**REQUIRED WORK**
Repeat word for word every line from the one holding "pub mod error;" to the end of the material below.

>>>>>

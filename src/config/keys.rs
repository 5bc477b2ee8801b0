//! Keys the assistant reads from its env file, their defaults, and the
//! placeholder rule that decides whether a credential still has to be asked for.

use tracing::trace;

use super::EnvDocument;

pub const USE_OPENAI_API: &str = "USE_OPENAI_API";
pub const OPENAI_API_KEY: &str = "OPENAI_API_KEY";
pub const ANTHROPIC_API_KEY: &str = "ANTHROPIC_API_KEY";
pub const GEMINI_API_KEY: &str = "GEMINI_API_KEY";
pub const GOOGLE_API_KEY: &str = "GOOGLE_API_KEY";
pub const OPENAI_TRANSCRIPTION_MODEL: &str = "OPENAI_TRANSCRIPTION_MODEL";
pub const WHISPER_MODEL: &str = "WHISPER_MODEL";
pub const AUDIO_DEVICE_INDEX: &str = "AUDIO_DEVICE_INDEX";
pub const MAX_RECORDING_TIME: &str = "MAX_RECORDING_TIME";
pub const DEFAULT_IDE: &str = "DEFAULT_IDE";
pub const USE_PROMPT_ENHANCEMENT: &str = "USE_PROMPT_ENHANCEMENT";
pub const LOG_LEVEL: &str = "LOG_LEVEL";

/// A documented key and the value used when the file does not set it
#[derive(Debug, Clone, Copy, PartialEq, Eq)]
pub struct KnownKey {
    pub key: &'static str,
    pub default: Option<&'static str>,
    pub description: &'static str,
}

pub const KNOWN_KEYS: &[KnownKey] = &[
    KnownKey {
        key: USE_OPENAI_API,
        default: Some("false"),
        description: "Use the paid OpenAI Whisper API for transcription",
    },
    KnownKey {
        key: OPENAI_API_KEY,
        default: None,
        description: "OpenAI API key for Whisper transcription",
    },
    KnownKey {
        key: ANTHROPIC_API_KEY,
        default: None,
        description: "Anthropic API key for Claude Computer Use",
    },
    KnownKey {
        key: GEMINI_API_KEY,
        default: None,
        description: "Gemini API key for screenshot analysis",
    },
    KnownKey {
        key: OPENAI_TRANSCRIPTION_MODEL,
        default: Some("whisper-1"),
        description: "OpenAI transcription model",
    },
    KnownKey {
        key: WHISPER_MODEL,
        default: Some("base"),
        description: "Local Whisper model size",
    },
    KnownKey {
        key: AUDIO_DEVICE_INDEX,
        default: Some("0"),
        description: "Audio input device index",
    },
    KnownKey {
        key: MAX_RECORDING_TIME,
        default: Some("30.0"),
        description: "Maximum recording duration in seconds",
    },
    KnownKey {
        key: DEFAULT_IDE,
        default: Some("windsurf"),
        description: "Application commands are sent to",
    },
    KnownKey {
        key: USE_PROMPT_ENHANCEMENT,
        default: Some("false"),
        description: "Rewrite spoken prompts before sending them",
    },
    KnownKey {
        key: LOG_LEVEL,
        default: Some("INFO"),
        description: "Assistant log level",
    },
];

pub fn default_for(key: &str) -> Option<&'static str> {
    KNOWN_KEYS
        .iter()
        .find(|known| known.key == key)
        .and_then(|known| known.default)
}

/// True for checked-in example values of the form `your_<name>_here`
pub fn is_placeholder(value: &str) -> bool {
    let value = value.trim().to_ascii_lowercase();
    value.len() >= "your__here".len() && value.starts_with("your_") && value.ends_with("_here")
}

/// Whether the bootstrapper should ask for `key`: it is absent, empty, or
/// still holds a placeholder. Any other value is never asked for again.
pub fn needs_prompt(key: &str, current: Option<&str>) -> bool {
    let needed = match current {
        None => true,
        Some(value) => value.trim().is_empty() || is_placeholder(value),
    };
    trace!(key, needed, "prompt check");
    needed
}

/// Lenient boolean reading: true/1/yes/on and false/0/no/off, any case
pub fn parse_bool(value: &str) -> Option<bool> {
    match value.trim().to_ascii_lowercase().as_str() {
        "true" | "1" | "yes" | "on" => Some(true),
        "false" | "0" | "no" | "off" => Some(false),
        _ => None,
    }
}

/// Canonical spelling written back for flags
pub fn format_bool(value: bool) -> &'static str {
    if value { "true" } else { "false" }
}

/// Read access to an env document with documented defaults applied
#[derive(Debug, Clone, Copy)]
pub struct ConfigView<'a> {
    doc: &'a EnvDocument,
}

impl<'a> ConfigView<'a> {
    pub fn new(doc: &'a EnvDocument) -> Self {
        Self { doc }
    }

    /// File value, else the documented default
    pub fn get(&self, key: &str) -> Option<&'a str> {
        self.doc.get(key).or_else(|| default_for(key))
    }

    /// A usable credential: set and not a placeholder
    pub fn credential(&self, key: &str) -> Option<&'a str> {
        self.doc
            .get(key)
            .filter(|value| !needs_prompt(key, Some(*value)))
    }

    pub fn flag(&self, key: &str) -> bool {
        self.get(key).and_then(parse_bool).unwrap_or(false)
    }
}
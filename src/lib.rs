//! Installer and launcher for the SuperSurf voice assistant.
//!
//! `surf-install` checks the toolchain, creates the isolated Python
//! environment, installs the pinned dependencies and walks the user through
//! the API keys. `surf-run` re-checks the runtime libraries and hands off to
//! the assistant.

pub mod bootstrap;
pub mod config;
pub mod configure;
pub mod error;
pub mod input;
pub mod install;
pub mod launch;
pub mod logging;
pub mod provision;
pub mod settings;
pub mod shell;
pub mod ui;
pub mod validate;

pub use error::{BootstrapError, Result};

<<<<<

**REPLY TO THE EXERCISE**
pub mod error;
pub mod input;
pub mod install;
pub mod launch;
pub mod logging;
pub mod provision;
pub mod settings;
pub mod shell;
pub mod ui;
pub mod validate;

pub use error::{BootstrapError, Result};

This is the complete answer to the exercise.